Catalog Number: #74943
Format: Perma-Bound Edition
All Formats: Search
Publisher: Square Fish
Copyright Date: 2011
Edition Date: 2012
Pages: 228 pages
Availability: Available
ISBN: Publisher: 1-250-01021-7 Perma-Bound: 0-605-72720-1
ISBN 13: Publisher: 978-1-250-01021-6 Perma-Bound: 978-0-605-72720-5
Dewey: Fic
LCCN: 2011009166
Dimensions: 20 cm.
Language: English
Reviews:
ALA Booklist
With more than a little of Ramona Quimby in her blood, Pearl is quite a character. A creative fourth-grader who's a tad immature (her best friend is in first grade), she annoys her eighth-grade sister, Lexie, by doing eccentric things (e.g., walking about in her underwear). Pearl narrates how she tries to win back at least a little of Lexie's respect the year the girls' grandfather comes to live with them in New York City. The move forces the girls to share Lexie's room, hence the titular rules. Martin handles Pearl's maturation deftly: step by step, the inveterate list maker relates not only how she learns to handle her reactions to her sister's provocations but how she smartens her response to mean classmates and deals with a beloved grandparent losing his sense of reality. By the time Pearl's birthday rolls around, readers will be convinced she truly deserves her own key to the family's apartment symbol Pearl equates with being as grown-up as Lexie. An enjoyable read for fans of realistic fiction, leavened with humor.
Horn Book
When their grandfather, Daddy Bo, moves in, Pearl (nine) and Lexie (thirteen) must share a room. Pearl knows she can be a pain, so she comes up with ten self-imposed guidelines to help keep the peace. The story's drama and humor are well balanced. Martin knows the ins and outs of Pearl's demographic, and the nine-year-old's travails will resonate with readers.
Kirkus Reviews
New York City is the setting of Newbery Honor winner Martin's (A Corner of the Universe, 2002) latest, which deftly explores the discord between two sisters. Just barely nine, Pearl Littlefield, at times wise beyond her years, knows all too well that being the younger sister of a 14-year-old has its ups and downs.
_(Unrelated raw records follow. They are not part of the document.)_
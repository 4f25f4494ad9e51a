use crate::bytecode::compile::ExternalSig;
use crate::lang::value::Value;
use std::collections::BTreeMap;

/// Host callback. Receives the arguments in call order; an `Err` aborts the
/// run with its message.
pub type ExternalFn = Box<dyn Fn(&[Value]) -> Result<(), String>>;

pub struct External {
    pub arity: usize,
    callback: ExternalFn,
}

impl External {
    pub fn call(&self, args: &[Value]) -> Result<(), String> {
        (self.callback)(args)
    }
}

impl std::fmt::Debug for External {
    fn fmt(&self, f: &mut std::fmt::Formatter<'_>) -> std::fmt::Result {
        f.debug_struct("External")
            .field("arity", &self.arity)
            .finish_non_exhaustive()
    }
}

/// Registry of host externals, keyed by name.
///
/// The same registry feeds the compiler (through [`Externals::signatures`])
/// and the VM, so a program only ever calls what it was compiled against.
#[derive(Debug, Default)]
pub struct Externals {
    entries: BTreeMap<String, External>,
}

impl Externals {
    pub fn new() -> Self {
        Self::default()
    }

    /// Adds or replaces an external.
    pub fn register<F>(&mut self, name: impl Into<String>, arity: usize, callback: F) -> &mut Self
    where
        F: Fn(&[Value]) -> Result<(), String> + 'static,
    {
        self.entries.insert(
            name.into(),
            External {
                arity,
                callback: Box::new(callback),
            },
        );
        self
    }

    pub fn get(&self, name: &str) -> Option<&External> {
        self.entries.get(name)
    }

    /// Name and arity of every external, sorted by name.
    pub fn signatures(&self) -> Vec<ExternalSig> {
        self.entries
            .iter()
            .map(|(name, ext)| ExternalSig::new(name.clone(), ext.arity))
            .collect()
    }

    pub fn len(&self) -> usize {
        self.entries.len()
    }

    pub fn is_empty(&self) -> bool {
        self.entries.is_empty()
    }
}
To keep harmony, Pearl needs to figure out how to live with Lexie without irritating her. This is especially hard now that they are forced to share a tiny bedroom because their grandfather, Daddy Bo, is living with them while he awaits his move to an assisted-living facility. To keep the peace, Pearl makes the titular list. "Rule #3. Try not to tease Lexie, sometimes this is hard because she says stupid things." Throughout the school year, Pearl discovers that adhering to her rules does make a difference. Pearl, as narrator, shows herself to be a keen observer of the people around her and mature enough to handle some sticky situations, all with a sense of humor and aplomb. Readers will welcome Pearl's insights as she grapples with loneliness after her best friend moves across town, Lexie's frequent outbursts and her concern for Daddy Bo as he grows increasingly forgetful.  Martin has a gift for creating appealing characters in an atmosphere of caring and forgiveness. (Fiction. 9-12)
Publishers Weekly
Credible characterizations, on-the-nail humor, and well-observed family dynamics add up to another hit from Newbery Honor author Martin (A Corner of the Universe). In a freewheeling, off-the-cuff narrative, nine-year-old Pearl candidly assesses how she measures up to her seemingly perfect older sister, Lexie, who has multiple friends (including a boyfriend), a stack of awards, and her own key to their Manhattan apartment. Pearl, meanwhile, has a first-grader for a best friend, and their cat, Bitey, for a "boyfriend." The rapport between the often bickering sisters and their conflicting emotions about the other-jealousy and admiration on Pearl's part, annoyance and affection on Lexie's-are entirely convincing. When their grandfather is injured and moves in with them, Pearl is thrilled to accommodate him ("I smiled sweetly. -I would be happy to help out by moving into Lexie's room' "), and Pearl's close relationship with her grandfather grows increasingly poignant as she becomes aware that he has dementia. It's not hard to picture Pearl and Lexie as successors to Ramona and Beezus as Martin creates a novel as entertaining as it is true. Ages 9-12. (Sept.)
School Library Journal
Gr 4&11;7&12; Nine-year-old Pearl Littlefield always seems to be saying and doing the wrong thing. Consequently her older sister ignores her, or worse, hangs a "no Pearl allowed" sign on her bedroom door. Pearl wants very badly for Lexie to include her in her life and comes up with 10 rules to help her not to annoy her sibling. She finds that when she tries to follow them, she and Lexie get along better. When the girls' grandfather comes to live with them, Pearl has to move in to Lexie's bedroom. Both of the girls knows this isn't going to be easy and they have to adjust to make it work. Filled with humor and realistic family situations, the story takes an emotional turn when it becomes evident that their beloved grandfather has dementia. Sibling rivalry, distracted parents, and aging grandparents aren't new elements in children's literature but Martin's expertise at capturing a character's authentic voice brings a high level of depth and meaning to this work. The longing to be like her sister comes across loud and clear and will resonate with readers who are, or have, younger siblings or are just trying to find their way with various relationships. Give this book to those who have loved Beverly Cleary's Beezus and Ramona (Morrow, 1955) and to graduates of Peggy Gifford's "Moxy Maxwell" stories (Random).&12; Tina Martin, Arlington Heights Memorial Library, IL
Word Count: 47,227
Reading Level: 4.7
Interest Level: 4-7
Accelerated Reader: reading level: 4.7 / points: 7.0 / quiz: 147386 / grade: Middle Grades
Reading Counts!: reading level:5.2 / points:11.0 / quiz:Q55770
Lexile: 790L
Ten Rules for Living with My Sister
1
Half an hour ago my sister locked me out of her room. Then she opened her door long enough to hang this sign on it:
Then she closed the door again. It was the sixth time Lexie had hung the NO PEARL sign this month.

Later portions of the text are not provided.